Problem statement
Please determine how many lines of the material include the word "ContentStrategy", and respond with nothing but that number.

Provided data
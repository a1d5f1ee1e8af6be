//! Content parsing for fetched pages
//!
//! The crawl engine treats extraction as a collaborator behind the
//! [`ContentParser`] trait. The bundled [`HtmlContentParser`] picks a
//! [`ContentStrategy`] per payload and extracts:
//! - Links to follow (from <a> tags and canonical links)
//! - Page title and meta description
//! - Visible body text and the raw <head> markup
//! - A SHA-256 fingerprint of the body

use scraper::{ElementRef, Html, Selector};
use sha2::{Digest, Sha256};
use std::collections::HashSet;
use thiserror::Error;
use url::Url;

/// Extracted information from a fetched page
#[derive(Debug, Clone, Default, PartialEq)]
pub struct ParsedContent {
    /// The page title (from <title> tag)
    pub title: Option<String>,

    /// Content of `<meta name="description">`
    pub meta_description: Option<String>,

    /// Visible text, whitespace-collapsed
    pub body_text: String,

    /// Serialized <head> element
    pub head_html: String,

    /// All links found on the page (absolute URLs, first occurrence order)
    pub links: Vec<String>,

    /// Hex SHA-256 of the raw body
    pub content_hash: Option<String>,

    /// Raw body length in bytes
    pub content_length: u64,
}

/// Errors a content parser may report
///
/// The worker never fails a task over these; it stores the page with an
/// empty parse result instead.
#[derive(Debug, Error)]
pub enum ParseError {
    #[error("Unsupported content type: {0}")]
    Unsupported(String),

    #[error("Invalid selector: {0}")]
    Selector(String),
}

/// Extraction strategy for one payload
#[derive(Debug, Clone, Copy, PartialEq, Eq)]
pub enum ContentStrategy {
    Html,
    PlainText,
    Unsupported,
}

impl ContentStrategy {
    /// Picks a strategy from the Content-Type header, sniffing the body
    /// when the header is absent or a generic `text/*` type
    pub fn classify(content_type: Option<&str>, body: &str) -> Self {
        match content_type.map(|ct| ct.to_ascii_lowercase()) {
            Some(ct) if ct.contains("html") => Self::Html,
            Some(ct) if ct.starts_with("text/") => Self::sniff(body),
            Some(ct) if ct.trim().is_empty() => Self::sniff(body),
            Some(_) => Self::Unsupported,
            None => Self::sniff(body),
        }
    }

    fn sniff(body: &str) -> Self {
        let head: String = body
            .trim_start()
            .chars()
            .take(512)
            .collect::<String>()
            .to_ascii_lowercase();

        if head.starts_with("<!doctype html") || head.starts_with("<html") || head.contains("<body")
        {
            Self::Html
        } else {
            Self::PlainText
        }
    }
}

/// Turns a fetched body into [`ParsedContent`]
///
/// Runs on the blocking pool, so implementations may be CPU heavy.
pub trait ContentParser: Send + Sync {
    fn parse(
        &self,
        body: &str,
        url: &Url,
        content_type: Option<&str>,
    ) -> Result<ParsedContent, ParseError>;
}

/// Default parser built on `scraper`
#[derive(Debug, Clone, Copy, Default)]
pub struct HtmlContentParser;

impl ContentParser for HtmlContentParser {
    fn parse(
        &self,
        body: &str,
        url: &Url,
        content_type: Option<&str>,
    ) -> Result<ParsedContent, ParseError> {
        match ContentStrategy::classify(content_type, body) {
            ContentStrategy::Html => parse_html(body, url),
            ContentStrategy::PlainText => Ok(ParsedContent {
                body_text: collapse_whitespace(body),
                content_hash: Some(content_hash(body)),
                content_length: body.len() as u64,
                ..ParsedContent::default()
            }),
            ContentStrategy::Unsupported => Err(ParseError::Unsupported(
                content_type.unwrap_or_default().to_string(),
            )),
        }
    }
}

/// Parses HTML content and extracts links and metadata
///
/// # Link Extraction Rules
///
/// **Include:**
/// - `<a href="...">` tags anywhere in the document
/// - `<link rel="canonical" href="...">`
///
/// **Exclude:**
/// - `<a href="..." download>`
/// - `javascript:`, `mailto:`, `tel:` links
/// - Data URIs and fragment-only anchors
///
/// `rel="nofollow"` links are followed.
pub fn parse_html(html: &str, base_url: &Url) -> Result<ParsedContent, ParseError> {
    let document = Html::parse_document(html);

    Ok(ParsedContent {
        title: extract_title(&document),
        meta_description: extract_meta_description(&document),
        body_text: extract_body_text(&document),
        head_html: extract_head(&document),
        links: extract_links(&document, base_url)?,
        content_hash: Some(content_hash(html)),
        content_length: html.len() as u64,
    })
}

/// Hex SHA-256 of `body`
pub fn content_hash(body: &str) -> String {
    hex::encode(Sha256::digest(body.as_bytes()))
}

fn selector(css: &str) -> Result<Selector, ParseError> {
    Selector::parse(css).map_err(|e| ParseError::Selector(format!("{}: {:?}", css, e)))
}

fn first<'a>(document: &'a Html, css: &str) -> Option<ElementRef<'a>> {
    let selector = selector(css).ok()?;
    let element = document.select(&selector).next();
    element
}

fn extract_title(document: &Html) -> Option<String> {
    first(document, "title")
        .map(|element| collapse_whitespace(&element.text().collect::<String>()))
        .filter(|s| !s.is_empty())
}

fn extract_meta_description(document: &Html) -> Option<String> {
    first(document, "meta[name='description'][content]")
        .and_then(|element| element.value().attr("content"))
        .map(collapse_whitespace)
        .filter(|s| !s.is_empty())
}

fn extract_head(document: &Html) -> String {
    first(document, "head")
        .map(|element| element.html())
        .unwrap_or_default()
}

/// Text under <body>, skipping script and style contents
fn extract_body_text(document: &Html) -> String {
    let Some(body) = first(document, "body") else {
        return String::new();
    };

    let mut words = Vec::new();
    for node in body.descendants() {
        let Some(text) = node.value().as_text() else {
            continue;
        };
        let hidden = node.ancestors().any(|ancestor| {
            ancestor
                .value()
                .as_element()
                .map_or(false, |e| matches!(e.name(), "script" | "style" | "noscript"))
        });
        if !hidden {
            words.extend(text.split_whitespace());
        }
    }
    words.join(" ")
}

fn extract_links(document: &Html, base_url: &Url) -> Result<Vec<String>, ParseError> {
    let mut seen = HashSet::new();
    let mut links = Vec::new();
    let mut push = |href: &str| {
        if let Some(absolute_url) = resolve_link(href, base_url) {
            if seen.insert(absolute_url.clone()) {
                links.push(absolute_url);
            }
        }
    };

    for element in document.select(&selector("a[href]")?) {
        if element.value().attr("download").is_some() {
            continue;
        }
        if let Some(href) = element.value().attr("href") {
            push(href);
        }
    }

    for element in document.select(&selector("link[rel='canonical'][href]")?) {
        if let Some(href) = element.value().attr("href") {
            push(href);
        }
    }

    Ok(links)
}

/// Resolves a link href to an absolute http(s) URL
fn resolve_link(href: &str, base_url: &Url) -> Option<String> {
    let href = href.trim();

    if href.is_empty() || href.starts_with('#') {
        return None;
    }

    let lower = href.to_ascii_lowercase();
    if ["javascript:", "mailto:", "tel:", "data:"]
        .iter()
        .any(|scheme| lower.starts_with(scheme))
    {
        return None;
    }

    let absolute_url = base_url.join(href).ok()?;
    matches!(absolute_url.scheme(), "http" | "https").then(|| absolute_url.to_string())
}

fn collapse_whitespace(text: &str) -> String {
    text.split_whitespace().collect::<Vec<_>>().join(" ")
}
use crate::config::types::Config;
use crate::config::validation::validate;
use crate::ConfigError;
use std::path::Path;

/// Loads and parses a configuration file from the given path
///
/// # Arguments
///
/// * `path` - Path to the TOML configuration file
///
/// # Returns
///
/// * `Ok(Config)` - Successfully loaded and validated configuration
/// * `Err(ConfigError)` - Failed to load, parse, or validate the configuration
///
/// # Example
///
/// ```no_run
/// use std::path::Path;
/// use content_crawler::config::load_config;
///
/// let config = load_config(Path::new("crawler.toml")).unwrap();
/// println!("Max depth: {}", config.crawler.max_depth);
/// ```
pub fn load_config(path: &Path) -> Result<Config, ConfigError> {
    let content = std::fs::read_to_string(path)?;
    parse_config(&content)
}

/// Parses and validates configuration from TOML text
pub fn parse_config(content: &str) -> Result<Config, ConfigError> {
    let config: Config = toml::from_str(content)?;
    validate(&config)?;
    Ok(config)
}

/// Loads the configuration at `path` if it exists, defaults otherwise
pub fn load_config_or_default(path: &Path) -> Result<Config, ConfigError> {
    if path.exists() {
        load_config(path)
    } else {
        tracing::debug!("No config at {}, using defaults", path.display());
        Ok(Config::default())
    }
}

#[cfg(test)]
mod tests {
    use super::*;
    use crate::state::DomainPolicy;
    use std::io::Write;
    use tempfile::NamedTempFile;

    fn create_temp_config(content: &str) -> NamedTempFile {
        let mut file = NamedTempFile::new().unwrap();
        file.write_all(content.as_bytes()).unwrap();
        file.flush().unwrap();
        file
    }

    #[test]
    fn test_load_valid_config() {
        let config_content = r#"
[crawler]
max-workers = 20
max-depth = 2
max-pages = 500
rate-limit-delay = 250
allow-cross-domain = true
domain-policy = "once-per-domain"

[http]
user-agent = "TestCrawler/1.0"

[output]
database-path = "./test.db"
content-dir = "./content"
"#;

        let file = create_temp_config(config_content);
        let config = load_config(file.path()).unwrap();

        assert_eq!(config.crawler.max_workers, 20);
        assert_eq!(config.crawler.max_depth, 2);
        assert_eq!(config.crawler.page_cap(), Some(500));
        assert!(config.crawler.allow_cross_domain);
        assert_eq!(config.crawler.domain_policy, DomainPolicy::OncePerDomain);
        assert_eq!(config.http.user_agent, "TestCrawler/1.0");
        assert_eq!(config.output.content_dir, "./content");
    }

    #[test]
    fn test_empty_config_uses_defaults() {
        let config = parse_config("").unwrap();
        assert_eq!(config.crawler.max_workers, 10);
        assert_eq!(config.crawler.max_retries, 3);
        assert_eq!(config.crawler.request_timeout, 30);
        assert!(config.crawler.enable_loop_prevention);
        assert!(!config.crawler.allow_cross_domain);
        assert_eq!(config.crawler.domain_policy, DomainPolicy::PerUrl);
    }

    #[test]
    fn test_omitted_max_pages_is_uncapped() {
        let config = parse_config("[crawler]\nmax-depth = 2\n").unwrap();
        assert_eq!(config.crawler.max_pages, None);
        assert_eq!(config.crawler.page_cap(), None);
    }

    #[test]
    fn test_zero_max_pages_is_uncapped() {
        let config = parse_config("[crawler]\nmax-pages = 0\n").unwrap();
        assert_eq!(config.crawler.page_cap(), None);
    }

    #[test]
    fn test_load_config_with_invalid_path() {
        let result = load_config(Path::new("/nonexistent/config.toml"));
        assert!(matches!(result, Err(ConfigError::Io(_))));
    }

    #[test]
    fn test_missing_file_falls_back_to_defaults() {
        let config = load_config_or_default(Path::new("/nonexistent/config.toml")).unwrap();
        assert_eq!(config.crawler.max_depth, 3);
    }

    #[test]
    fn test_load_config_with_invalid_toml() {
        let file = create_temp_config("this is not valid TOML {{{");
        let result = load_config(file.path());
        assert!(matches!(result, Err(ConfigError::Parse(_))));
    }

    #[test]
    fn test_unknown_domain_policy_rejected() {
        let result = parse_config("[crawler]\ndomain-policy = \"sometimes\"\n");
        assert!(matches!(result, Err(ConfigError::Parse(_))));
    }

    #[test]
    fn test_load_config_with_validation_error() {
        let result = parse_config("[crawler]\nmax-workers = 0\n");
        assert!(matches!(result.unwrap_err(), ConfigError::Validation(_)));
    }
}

Response to the task
7